I was in Big W yesterday picking up some crown seals and they had a new range of Brigalow gear, now Im not interested in the kit cans
as Ive read enough bad reviews to know to stay away, but they did have 1kg bags of malted brewing sugar...
does anybody know what the mix ratio is on this....is it the same as Coopers BE2 or is it different.


Also they had packs of 'finishing hops' which are a disolvable tablet of hop oils that goes in the FV at the start of ferment, anybody usede these, what are they like?


----------



## DU99 (14/10/11)

i use there bottle brush..have a bag of that sugar..but don't know ratio..


----------



## bignath (14/10/11)

yum beer said:


> Also they had packs of 'finishing hops' which are a disolvable tablet of hop oils that goes in the FV at the start of ferment, anybody usede these, what are they like?



Don't be tempted by them. they are an absolute piece of shit, waste of money. Tried them when i was young and less impressionable. Seriously, don't do it.
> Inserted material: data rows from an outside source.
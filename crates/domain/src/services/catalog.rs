//! Query shaping for the public catalog endpoints.
//!
//! Handlers call these before touching the database so that limits, prefix
//! escaping and suggestion ordering stay consistent across routes.

use shared::pagination::clamp_limit;

use crate::models::{Suggestion, SuggestionType};

pub const DEFAULT_SEARCH_LIMIT: i64 = 20;
pub const MAX_SEARCH_LIMIT: i64 = 100;

pub const DEFAULT_AUTOCOMPLETE_LIMIT: i64 = 10;
pub const MAX_AUTOCOMPLETE_LIMIT: i64 = 50;

/// Queries shorter than this return no suggestions.
pub const MIN_AUTOCOMPLETE_CHARS: usize = 2;

pub const TRENDING_LIMIT: i64 = 6;
pub const RELATED_LIMIT: i64 = 4;

/// Trims a free-text query. Blank input means "no text search".
pub fn normalize_search_text(q: Option<&str>) -> Option<String> {
    q.map(str::trim)
        .filter(|s| !s.is_empty())
        .map(ToString::to_string)
}

pub fn search_limit(requested: Option<i64>, max: i64) -> i64 {
    clamp_limit(requested, DEFAULT_SEARCH_LIMIT, max.min(MAX_SEARCH_LIMIT))
}

pub fn autocomplete_limit(requested: Option<i64>, max: i64) -> i64 {
    clamp_limit(
        requested,
        DEFAULT_AUTOCOMPLETE_LIMIT,
        max.min(MAX_AUTOCOMPLETE_LIMIT),
    )
}

/// Builds the ILIKE pattern for a prefix lookup, or `None` when the query is
/// too short to suggest anything.
///
/// `%`, `_` and `\` in user input match literally.
pub fn autocomplete_prefix(q: Option<&str>) -> Option<String> {
    let q = q?.trim();
    if q.chars().count() < MIN_AUTOCOMPLETE_CHARS {
        return None;
    }

    let mut pattern = String::with_capacity(q.len() + 1);
    for c in q.chars() {
        if matches!(c, '%' | '_' | '\\') {
            pattern.push('\\');
        }
        pattern.push(c);
    }
    pattern.push('%');
    Some(pattern)
}

/// Mantra titles first, then deities, then categories, cut at `limit`.
pub fn merge_suggestions(
    mantras: Vec<String>,
    deities: Vec<String>,
    categories: Vec<String>,
    limit: i64,
) -> Vec<Suggestion> {
    let limit = usize::try_from(limit).unwrap_or(0);

    mantras
        .into_iter()
        .map(|t| Suggestion::new(t, SuggestionType::Mantra))
        .chain(
            deities
                .into_iter()
                .map(|t| Suggestion::new(t, SuggestionType::Deity)),
        )
        .chain(
            categories
                .into_iter()
                .map(|t| Suggestion::new(t, SuggestionType::Category)),
        )
        .take(limit)
        .collect()
}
I don't trust anything brigalow do as far as i can throw them. Except for bottle tops.


----------



## redunderthebed (14/10/11)

I remember when kmart used to stock more homebrew gear and they had kilo of brewers sugar for $2 by brigalow and i'd highly recommend it was cheap and did the job nicely.


----------



## krusty_oz (16/10/11)

I've used the malted sugar for a few brews. From the nutrition information it roughly works out what you would get in the coopers BE2, ie25% malt, 25% maltodextrin and 50% dexrose


----------